Task instructions -
Although the data below holds other lines too, output only those from the line with "pub struct AmberfloApiKeyFile" up to and including the line with "pub enum BlobStorageConfig", exactly as they appear.

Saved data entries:
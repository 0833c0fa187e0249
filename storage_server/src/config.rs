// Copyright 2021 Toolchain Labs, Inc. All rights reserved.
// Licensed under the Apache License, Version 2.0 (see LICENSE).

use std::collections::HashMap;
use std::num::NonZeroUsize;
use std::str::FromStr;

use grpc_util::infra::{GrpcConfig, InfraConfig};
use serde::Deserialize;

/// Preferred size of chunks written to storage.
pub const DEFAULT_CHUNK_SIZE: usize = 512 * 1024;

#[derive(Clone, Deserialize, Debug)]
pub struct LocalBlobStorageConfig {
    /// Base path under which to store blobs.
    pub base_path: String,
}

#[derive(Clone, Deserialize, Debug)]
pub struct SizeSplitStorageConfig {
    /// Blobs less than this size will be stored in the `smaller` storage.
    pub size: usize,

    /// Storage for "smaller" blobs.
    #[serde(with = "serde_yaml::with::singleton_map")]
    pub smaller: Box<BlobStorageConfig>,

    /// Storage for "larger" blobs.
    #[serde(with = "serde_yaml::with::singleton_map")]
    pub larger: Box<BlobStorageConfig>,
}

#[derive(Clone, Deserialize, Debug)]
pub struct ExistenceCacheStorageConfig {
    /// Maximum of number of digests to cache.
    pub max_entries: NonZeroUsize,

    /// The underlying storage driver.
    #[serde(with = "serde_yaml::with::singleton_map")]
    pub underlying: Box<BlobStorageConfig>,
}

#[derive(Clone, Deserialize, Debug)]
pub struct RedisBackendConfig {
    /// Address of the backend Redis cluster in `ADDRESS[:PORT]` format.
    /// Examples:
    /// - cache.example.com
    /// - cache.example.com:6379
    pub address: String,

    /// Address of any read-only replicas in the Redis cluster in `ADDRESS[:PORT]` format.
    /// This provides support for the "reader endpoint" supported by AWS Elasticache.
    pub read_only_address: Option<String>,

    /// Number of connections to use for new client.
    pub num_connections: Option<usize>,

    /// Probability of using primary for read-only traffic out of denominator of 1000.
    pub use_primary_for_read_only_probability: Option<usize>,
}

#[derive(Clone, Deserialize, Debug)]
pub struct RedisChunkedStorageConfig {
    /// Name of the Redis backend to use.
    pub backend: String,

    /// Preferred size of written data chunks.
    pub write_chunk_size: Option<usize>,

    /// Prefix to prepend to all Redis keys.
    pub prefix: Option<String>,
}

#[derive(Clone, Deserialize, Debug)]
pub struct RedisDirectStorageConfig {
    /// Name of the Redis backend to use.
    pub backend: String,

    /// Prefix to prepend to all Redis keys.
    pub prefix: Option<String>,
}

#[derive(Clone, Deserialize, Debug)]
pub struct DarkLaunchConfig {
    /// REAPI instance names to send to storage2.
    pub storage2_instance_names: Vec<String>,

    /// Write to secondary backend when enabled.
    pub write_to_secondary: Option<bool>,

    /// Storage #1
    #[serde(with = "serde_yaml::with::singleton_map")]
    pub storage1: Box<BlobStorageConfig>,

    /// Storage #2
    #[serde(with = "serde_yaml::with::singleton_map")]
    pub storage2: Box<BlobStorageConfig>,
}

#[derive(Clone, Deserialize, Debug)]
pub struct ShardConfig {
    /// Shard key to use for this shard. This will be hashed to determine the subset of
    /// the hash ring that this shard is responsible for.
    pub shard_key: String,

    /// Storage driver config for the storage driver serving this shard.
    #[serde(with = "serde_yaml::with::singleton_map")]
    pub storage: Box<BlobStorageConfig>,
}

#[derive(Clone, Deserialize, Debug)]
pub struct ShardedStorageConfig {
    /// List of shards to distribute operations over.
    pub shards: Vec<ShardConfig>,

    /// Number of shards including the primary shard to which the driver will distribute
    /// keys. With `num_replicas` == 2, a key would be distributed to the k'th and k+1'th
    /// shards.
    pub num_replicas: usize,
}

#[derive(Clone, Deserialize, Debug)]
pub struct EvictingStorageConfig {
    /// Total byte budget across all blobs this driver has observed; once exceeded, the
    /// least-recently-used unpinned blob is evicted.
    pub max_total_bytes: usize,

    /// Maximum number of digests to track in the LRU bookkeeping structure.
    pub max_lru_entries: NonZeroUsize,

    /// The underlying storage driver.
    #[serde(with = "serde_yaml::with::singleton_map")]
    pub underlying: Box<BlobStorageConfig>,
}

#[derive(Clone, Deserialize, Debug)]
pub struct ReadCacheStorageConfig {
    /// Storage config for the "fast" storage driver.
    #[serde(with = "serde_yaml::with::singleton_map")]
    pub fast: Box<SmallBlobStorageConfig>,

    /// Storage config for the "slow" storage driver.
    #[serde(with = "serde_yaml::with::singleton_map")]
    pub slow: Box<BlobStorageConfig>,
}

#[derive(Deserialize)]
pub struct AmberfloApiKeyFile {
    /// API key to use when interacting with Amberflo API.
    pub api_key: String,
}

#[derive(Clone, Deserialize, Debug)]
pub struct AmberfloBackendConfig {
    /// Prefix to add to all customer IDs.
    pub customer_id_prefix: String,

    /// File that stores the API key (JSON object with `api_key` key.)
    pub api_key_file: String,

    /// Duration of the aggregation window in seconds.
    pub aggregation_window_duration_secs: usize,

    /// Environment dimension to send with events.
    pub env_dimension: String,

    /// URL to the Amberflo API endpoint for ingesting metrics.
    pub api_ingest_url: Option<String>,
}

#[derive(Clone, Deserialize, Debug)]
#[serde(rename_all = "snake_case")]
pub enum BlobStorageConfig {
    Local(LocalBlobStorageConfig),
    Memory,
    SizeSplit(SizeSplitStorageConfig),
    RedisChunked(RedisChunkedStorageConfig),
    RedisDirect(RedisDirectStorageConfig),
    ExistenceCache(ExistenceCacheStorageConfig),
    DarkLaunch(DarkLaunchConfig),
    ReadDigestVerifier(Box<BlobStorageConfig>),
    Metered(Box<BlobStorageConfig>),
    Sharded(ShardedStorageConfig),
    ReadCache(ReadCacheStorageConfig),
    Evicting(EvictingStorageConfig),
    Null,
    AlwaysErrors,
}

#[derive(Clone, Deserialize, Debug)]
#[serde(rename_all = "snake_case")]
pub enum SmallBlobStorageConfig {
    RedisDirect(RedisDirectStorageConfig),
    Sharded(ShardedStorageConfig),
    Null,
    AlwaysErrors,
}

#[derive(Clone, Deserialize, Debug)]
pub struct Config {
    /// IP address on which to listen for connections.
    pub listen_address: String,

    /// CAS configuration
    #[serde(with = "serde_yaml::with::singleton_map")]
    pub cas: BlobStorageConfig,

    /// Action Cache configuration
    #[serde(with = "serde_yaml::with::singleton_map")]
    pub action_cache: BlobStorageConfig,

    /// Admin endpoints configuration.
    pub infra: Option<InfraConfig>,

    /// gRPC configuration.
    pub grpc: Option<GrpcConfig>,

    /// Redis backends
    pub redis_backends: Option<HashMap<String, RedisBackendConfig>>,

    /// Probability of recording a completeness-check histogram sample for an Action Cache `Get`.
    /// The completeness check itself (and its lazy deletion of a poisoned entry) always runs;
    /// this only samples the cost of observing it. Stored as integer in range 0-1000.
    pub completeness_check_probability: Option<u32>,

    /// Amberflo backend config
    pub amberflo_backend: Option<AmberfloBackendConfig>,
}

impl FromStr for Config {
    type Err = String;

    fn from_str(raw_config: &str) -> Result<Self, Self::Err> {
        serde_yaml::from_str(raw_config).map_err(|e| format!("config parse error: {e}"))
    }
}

Response to the task -
pub struct AmberfloApiKeyFile {
    /// API key to use when interacting with Amberflo API.
    pub api_key: String,
}

#[derive(Clone, Deserialize, Debug)]
pub struct AmberfloBackendConfig {
    /// Prefix to add to all customer IDs.
    pub customer_id_prefix: String,

    /// File that stores the API key (JSON object with `api_key` key.)
    pub api_key_file: String,

    /// Duration of the aggregation window in seconds.
    pub aggregation_window_duration_secs: usize,

    /// Environment dimension to send with events.
    pub env_dimension: String,

    /// URL to the Amberflo API endpoint for ingesting metrics.
    pub api_ingest_url: Option<String>,
}

#[derive(Clone, Deserialize, Debug)]
#[serde(rename_all = "snake_case")]
pub enum BlobStorageConfig {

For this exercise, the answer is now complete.